Kostenerlass,
Zusammenfassung
Sachverhalt
Der Beschwerdeführer wurde mit Entscheid des Kreisgerichts St. Gallen vom 11. Februar 2026 aus seiner Wohnung ausgewiesen. Auf seine dagegen erhobene Berufung trat das Kantonsgericht am 20. Februar 2026 mangels hinreichender Begründung nicht ein und auferlegte ihm Gerichtskosten.

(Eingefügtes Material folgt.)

use std::{fs, io, path::{Path, PathBuf}};
use serde::Deserialize;
use ct_logging::{log_error, log_warning, LogLevel};
use crate::{Error, Result, LOG_CAT};

pub const DEFAULT_SETTINGS_PATH : &str = "studio.toml";

/// Logging settings, `[logging]`
#[derive(Clone, PartialEq, Debug, Deserialize)]
#[serde(default, deny_unknown_fields)]
pub struct LoggingSettings {
    /// Maximum log level, parsed with [`LogLevel::from_str`](core::str::FromStr::from_str)
    pub level:        String,
    pub always_flush: bool,
    /// Optional file that receives a copy of the log
    pub file:         Option<PathBuf>,
}

impl LoggingSettings {
    pub fn max_level(&self) -> Result<LogLevel> {
        self.level.parse().map_err(|_| Error::InvalidSetting("logging.level must be one of severe, error, warning, info, verbose or debug"))
    }
}

impl Default for LoggingSettings {
    fn default() -> Self {
        Self {
            level: "info".to_string(),
            always_flush: false,
            file: None,
        }
    }
}

/// Graphics camera settings, `[camera]`
#[derive(Clone, PartialEq, Debug, Deserialize)]
#[serde(default, deny_unknown_fields)]
pub struct CameraSettings {
    pub name:         String,
    /// Vertical field of view in degrees
    pub fov_y:        f32,
    pub aspect_ratio: f32,
    pub near_plane:   f32,
    pub far_plane:    f32,
    pub position:     [f32; 3],
    pub target:       [f32; 3],
    pub up:           [f32; 3],
}

impl Default for CameraSettings {
    fn default() -> Self {
        Self {
            name: "camera".to_string(),
            fov_y: 45.0,
            aspect_ratio: 16.0 / 9.0,
            near_plane: 0.1,
            far_plane: 1000.0,
            position: [0.0, 0.0, 5.0],
            target: [0.0, 0.0, 0.0],
            up: [0.0, 1.0, 0.0],
        }
    }
}

/// Pinhole camera settings, `[vision]`
#[derive(Clone, PartialEq, Debug, Deserialize)]
#[serde(default, deny_unknown_fields)]
pub struct VisionSettings {
    /// Focal lengths `fx, fy` in pixels
    pub focal:           [f32; 2],
    /// Principal point `cx, cy` in pixels
    pub principal_point: [f32; 2],
    pub distortion:      [f32; 5],
}

impl Default for VisionSettings {
    fn default() -> Self {
        Self {
            focal: [800.0, 800.0],
            principal_point: [320.0, 240.0],
            distortion: [0.0; 5],
        }
    }
}

/// Settings loaded from `studio.toml`
///
/// Every key is optional, missing keys use their default.
#[derive(Clone, PartialEq, Debug, Default, Deserialize)]
#[serde(default, deny_unknown_fields)]
pub struct StudioSettings {
    pub logging: LoggingSettings,
    pub camera:  CameraSettings,
    pub vision:  VisionSettings,
}

impl StudioSettings {
    /// Parse settings from a toml string
    pub fn parse(toml: &str) -> Result<Self> {
        toml::from_str(toml).map_err(|err| {
            log_error!(LOG_CAT, Self::parse, "Failed to parse studio settings, err: {err}");
            Error::from(err)
        })
    }

    /// Load settings from a file, a missing file results in the default settings
    pub fn load<P: AsRef<Path>>(path: P) -> Result<Self> {
        let path = path.as_ref();
        match fs::read_to_string(path) {
            Ok(toml) => Self::parse(&toml),
            Err(err) if err.kind() == io::ErrorKind::NotFound => {
                log_warning!(LOG_CAT, "'{}' does not exist, using default settings", path.display());
                Ok(Self::default())
            },
            Err(err) => {
                log_error!(LOG_CAT, Self::load::<P>, "Failed to read '{}', err: {err}", path.display());
                Err(err.into())
            },
        }
    }

    /// Check that all values are in their valid range
    pub fn validate(&self) -> Result<()> {
        self.logging.max_level()?;

        let camera = &self.camera;
        if !(camera.fov_y > 0.0) {
            return Err(Error::InvalidSetting("camera.fov_y must be positive"));
        }
        if !(camera.aspect_ratio > 0.0) {
            return Err(Error::InvalidSetting("camera.aspect_ratio must be positive"));
        }
        if !(camera.near_plane > 0.0) {
            return Err(Error::InvalidSetting("camera.near_plane must be positive"));
        }
        if !(camera.far_plane > camera.near_plane) {
            return Err(Error::InvalidSetting("camera.far_plane must be larger than camera.near_plane"));
        }

        if !self.vision.focal.iter().all(|&f| f > 0.0) {
            return Err(Error::InvalidSetting("vision.focal must be positive"));
        }
        Ok(())
    }
}

#[cfg(test)]
mod tests {
    use super::*;

    #[test]
    fn empty_file_is_default() {
        let settings = StudioSettings::parse("").unwrap();
        assert_eq!(settings, StudioSettings::default());
        assert_eq!(settings.logging.max_level().unwrap(), LogLevel::Info);
        assert_eq!(settings.camera.name, "camera");
        assert_eq!(settings.vision.principal_point, [320.0, 240.0]);
        assert!(settings.validate().is_ok());
    }

    #[test]
    fn partial_sections() {
        let settings = StudioSettings::parse(r#"
            [logging]
            level = "Debug"
            file = "studio.log"

            [camera]
            fov_y = 60.0
            position = [1.0, 2.0, 3.0]

            [vision]
            focal = [500.0, 510.0]
        "#).unwrap();

        assert_eq!(settings.logging.max_level().unwrap(), LogLevel::Debug);
        assert_eq!(settings.logging.file, Some(PathBuf::from("studio.log")));
        assert!(!settings.logging.always_flush);

        assert_eq!(settings.camera.fov_y, 60.0);
        assert_eq!(settings.camera.position, [1.0, 2.0, 3.0]);
        assert_eq!(settings.camera.far_plane, 1000.0);

        assert_eq!(settings.vision.focal, [500.0, 510.0]);
        assert_eq!(settings.vision.distortion, [0.0; 5]);
    }

    #[test]
    fn malformed_toml() {
        assert!(matches!(StudioSettings::parse("[camera"), Err(Error::ParseSettings(_))));
        assert!(matches!(StudioSettings::parse("[camera]\nfov_y = \"wide\""), Err(Error::ParseSettings(_))));
        assert!(matches!(StudioSettings::parse("[camera]\nposition = [1.0, 2.0]"), Err(Error::ParseSettings(_))));
        assert!(matches!(StudioSettings::parse("[lens]\nzoom = 2.0"), Err(Error::ParseSettings(_))));
    }

    #[test]
    fn invalid_values() {
        let check = |toml: &str| {
            let settings = StudioSettings::parse(toml).unwrap();
            assert!(matches!(settings.validate(), Err(Error::InvalidSetting(_))), "{toml}");
        };

        check("[logging]\nlevel = \"loud\"");
        check("[camera]\nfov_y = 0.0");
        check("[camera]\naspect_ratio = -1.0");
        check("[camera]\nnear_plane = 0.0");
        check("[camera]\nnear_plane = 10.0\nfar_plane = 10.0");
        check("[camera]\nfov_y = nan");
        check("[vision]\nfocal = [800.0, 0.0]");
    }

    #[test]
    fn missing_file_is_default() {
        let settings = StudioSettings::load("this/path/does/not/exist/studio.toml").unwrap();
        assert_eq!(settings, StudioSettings::default());
    }

    #[test]
    fn unreadable_file_is_an_error() {
        // Reading a directory fails with something other than `NotFound`
        let dir = std::env::temp_dir();
        assert!(matches!(StudioSettings::load(&dir), Err(Error::Io(_))));
        assert!(matches!(StudioSettings::load(dir.as_path()), Err(Error::Io(_))));
    }
}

Ein nachfolgendes Gesuch um Erlass dieser Gerichtskosten wies das Kantonsgericht am 10. April 2026 ab, worauf der Beschwerdeführer den Entscheid und das Begleitschreiben beim Bundesgericht anfocht.
Erwägungen
Das Bundesgericht prüfte, ob die Eingaben die Begründungsanforderungen nach Art. 42 Abs. 2 und Art. 106 Abs. 2 BGG erfüllen. Es kam zum Schluss, dass die Beschwerde offensichtlich keine hinreichende Auseinandersetzung mit dem angefochtenen Entscheid enthält und die gesetzlichen Begründungsanforderungen klar verfehlt. Deshalb war auf die Beschwerde im vereinfachten Verfahren nach Art. 108 Abs. 1 lit. b BGG nicht einzutreten.
Entscheid
Auf die Beschwerde wurde nicht eingetreten. Damit blieb die Abweisung des Gesuchs um Kostenerlass durch das Kantonsgericht bestehen.